- _What to work on_: Give the number of lines in the records below that include "baseline", and nothing more.

··· Task material ···

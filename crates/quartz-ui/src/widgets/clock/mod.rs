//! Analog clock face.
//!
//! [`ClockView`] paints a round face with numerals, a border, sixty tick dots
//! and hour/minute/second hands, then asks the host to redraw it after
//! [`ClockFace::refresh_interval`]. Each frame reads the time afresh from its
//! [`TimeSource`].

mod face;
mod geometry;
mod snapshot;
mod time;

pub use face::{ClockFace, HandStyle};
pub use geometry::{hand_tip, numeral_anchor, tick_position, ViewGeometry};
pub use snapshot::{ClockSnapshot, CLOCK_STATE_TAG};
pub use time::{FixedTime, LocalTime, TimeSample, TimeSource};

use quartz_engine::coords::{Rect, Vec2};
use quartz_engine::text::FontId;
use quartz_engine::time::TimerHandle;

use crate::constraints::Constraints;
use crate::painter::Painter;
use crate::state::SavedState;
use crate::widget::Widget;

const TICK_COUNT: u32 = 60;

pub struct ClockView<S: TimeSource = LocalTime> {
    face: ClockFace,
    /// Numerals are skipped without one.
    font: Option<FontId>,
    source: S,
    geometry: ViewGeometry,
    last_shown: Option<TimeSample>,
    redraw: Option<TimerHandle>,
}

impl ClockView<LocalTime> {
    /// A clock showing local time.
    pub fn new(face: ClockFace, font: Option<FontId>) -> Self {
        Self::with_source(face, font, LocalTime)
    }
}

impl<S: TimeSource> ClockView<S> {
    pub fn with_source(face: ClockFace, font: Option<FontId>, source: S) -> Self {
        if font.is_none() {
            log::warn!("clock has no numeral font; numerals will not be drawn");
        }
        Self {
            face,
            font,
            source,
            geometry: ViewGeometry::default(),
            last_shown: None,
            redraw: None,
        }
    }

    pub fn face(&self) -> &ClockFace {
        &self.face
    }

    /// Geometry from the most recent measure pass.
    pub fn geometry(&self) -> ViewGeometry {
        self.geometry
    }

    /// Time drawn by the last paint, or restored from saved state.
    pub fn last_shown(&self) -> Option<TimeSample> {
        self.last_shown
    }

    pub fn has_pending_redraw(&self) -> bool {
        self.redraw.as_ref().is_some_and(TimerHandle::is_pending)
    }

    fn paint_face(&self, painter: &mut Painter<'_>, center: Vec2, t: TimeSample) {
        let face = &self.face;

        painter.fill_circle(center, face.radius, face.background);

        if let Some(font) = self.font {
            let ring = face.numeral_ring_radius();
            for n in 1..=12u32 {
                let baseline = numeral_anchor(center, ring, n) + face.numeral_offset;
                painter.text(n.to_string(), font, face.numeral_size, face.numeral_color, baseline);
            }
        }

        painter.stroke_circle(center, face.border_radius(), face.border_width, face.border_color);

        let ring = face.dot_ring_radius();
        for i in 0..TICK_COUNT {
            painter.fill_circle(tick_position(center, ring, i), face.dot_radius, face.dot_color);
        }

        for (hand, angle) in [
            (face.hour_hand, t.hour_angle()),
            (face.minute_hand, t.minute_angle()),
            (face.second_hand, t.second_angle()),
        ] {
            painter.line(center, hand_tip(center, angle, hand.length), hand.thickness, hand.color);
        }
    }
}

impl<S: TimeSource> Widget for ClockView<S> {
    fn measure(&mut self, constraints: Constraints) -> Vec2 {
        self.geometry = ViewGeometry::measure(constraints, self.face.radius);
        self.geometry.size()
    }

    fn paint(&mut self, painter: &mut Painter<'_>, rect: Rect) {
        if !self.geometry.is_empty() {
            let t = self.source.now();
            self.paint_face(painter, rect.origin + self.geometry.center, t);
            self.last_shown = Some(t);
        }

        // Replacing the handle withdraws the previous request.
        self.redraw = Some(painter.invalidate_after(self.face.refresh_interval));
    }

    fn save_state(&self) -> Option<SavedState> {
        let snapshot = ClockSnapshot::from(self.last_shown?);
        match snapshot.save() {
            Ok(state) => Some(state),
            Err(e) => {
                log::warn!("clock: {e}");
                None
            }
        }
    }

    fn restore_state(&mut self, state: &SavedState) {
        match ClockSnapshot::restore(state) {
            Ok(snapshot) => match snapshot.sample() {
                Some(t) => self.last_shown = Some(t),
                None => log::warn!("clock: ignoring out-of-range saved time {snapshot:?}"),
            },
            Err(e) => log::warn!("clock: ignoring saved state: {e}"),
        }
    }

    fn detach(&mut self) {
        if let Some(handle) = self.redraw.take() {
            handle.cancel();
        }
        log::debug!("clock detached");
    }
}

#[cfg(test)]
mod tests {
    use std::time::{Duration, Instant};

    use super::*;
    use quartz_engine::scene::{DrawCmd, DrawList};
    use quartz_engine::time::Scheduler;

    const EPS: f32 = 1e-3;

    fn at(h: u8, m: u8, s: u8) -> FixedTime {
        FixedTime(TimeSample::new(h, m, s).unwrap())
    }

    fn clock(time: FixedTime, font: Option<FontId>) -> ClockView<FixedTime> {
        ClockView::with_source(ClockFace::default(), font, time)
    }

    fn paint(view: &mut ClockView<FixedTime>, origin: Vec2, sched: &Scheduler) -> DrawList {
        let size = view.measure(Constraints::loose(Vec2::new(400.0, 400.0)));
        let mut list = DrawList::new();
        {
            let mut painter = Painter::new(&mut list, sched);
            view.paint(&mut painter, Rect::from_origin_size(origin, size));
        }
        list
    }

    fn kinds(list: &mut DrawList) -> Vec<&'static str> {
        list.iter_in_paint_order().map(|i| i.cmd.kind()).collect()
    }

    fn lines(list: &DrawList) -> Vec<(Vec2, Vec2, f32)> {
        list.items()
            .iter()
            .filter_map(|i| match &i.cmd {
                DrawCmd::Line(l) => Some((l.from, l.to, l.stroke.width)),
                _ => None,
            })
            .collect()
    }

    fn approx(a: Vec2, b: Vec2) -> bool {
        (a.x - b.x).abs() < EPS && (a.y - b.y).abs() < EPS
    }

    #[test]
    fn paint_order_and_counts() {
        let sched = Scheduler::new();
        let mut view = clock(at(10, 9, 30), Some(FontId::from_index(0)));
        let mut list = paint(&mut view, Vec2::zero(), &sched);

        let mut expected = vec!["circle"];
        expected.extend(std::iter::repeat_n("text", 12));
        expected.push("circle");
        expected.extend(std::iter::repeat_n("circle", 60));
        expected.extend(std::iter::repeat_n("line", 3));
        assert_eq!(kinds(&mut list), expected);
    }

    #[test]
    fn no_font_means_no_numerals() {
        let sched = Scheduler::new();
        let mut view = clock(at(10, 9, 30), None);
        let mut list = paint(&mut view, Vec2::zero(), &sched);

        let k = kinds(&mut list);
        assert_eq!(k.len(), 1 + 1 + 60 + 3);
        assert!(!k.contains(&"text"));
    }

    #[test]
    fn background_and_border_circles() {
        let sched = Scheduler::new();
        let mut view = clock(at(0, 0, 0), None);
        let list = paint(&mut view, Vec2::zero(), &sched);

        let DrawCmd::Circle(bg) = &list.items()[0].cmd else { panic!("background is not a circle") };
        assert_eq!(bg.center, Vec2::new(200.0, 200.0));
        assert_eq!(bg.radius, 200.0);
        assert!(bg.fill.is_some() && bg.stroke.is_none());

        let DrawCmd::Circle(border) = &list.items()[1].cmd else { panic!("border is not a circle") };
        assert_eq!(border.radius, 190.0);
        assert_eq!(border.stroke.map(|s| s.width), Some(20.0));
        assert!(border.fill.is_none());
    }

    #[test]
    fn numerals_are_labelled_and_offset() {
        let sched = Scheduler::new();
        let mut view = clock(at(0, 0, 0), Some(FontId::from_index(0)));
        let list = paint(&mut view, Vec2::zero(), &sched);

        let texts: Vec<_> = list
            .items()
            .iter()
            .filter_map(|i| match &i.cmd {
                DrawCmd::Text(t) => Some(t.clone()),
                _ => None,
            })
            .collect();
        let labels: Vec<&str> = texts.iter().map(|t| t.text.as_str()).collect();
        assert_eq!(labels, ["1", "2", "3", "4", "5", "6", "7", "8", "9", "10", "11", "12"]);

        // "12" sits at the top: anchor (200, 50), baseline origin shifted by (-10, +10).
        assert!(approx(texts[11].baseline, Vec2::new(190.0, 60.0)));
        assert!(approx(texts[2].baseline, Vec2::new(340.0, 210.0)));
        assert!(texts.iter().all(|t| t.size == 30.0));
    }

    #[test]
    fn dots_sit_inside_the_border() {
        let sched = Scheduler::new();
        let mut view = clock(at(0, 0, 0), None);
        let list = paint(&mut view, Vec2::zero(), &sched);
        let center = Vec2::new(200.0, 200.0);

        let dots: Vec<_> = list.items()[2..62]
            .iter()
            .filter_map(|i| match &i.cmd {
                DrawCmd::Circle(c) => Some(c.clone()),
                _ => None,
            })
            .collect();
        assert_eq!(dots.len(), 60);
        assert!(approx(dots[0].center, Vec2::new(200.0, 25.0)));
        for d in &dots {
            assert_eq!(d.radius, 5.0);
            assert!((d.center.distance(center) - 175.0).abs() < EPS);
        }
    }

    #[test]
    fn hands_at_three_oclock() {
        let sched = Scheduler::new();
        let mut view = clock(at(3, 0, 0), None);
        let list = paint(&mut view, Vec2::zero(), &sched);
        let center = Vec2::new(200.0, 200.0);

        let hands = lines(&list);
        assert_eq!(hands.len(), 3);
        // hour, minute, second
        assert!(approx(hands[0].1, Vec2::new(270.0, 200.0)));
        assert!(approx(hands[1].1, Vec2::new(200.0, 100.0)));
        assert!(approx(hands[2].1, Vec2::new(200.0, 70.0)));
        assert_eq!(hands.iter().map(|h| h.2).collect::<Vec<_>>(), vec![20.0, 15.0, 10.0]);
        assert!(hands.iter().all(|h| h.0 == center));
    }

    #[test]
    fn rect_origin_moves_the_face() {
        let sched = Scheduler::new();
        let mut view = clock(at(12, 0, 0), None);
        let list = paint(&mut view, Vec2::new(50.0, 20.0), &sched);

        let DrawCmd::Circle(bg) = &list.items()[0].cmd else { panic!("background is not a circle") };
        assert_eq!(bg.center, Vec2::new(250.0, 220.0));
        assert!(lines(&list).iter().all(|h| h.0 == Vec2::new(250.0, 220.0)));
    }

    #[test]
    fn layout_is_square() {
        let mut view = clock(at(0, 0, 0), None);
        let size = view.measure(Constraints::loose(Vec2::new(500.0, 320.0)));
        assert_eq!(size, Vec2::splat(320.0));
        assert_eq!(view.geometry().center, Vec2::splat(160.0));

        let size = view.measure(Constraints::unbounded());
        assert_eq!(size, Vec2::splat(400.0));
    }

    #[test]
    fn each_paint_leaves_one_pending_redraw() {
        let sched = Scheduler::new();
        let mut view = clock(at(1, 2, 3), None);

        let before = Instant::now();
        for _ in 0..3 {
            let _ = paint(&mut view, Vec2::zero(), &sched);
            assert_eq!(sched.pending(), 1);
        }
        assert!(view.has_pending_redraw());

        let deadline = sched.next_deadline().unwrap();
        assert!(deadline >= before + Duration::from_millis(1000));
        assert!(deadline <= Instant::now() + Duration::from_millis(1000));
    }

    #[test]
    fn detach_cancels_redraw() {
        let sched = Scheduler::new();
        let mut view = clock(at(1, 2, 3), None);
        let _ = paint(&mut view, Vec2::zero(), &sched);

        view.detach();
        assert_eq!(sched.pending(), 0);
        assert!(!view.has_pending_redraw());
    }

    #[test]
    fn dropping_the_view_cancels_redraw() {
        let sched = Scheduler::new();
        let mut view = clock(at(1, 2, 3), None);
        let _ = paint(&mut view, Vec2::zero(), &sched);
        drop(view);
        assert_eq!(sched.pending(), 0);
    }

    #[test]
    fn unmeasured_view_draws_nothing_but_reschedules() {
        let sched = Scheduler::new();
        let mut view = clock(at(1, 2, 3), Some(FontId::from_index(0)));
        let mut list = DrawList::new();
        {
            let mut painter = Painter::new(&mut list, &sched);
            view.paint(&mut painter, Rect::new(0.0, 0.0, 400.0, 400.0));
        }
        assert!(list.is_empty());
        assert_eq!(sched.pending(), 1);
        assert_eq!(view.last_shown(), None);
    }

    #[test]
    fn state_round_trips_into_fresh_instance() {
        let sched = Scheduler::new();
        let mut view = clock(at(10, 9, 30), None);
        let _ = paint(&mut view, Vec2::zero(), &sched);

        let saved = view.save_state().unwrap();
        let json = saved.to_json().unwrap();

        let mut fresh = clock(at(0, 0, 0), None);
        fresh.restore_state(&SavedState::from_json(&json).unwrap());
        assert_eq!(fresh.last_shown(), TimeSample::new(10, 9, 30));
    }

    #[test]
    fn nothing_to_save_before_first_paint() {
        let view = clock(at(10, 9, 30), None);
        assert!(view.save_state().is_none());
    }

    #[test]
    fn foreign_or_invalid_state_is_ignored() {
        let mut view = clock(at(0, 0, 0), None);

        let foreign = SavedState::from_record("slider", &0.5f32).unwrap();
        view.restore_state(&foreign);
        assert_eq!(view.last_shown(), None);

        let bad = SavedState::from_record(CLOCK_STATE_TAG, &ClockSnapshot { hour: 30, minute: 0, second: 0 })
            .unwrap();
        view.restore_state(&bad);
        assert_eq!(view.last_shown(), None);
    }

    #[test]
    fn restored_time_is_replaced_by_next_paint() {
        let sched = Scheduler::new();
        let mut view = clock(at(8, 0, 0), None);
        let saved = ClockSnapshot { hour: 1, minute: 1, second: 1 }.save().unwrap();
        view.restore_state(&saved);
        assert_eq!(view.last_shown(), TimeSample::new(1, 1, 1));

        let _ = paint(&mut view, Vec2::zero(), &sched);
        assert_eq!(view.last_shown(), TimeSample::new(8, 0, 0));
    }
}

···

- _Result_: 5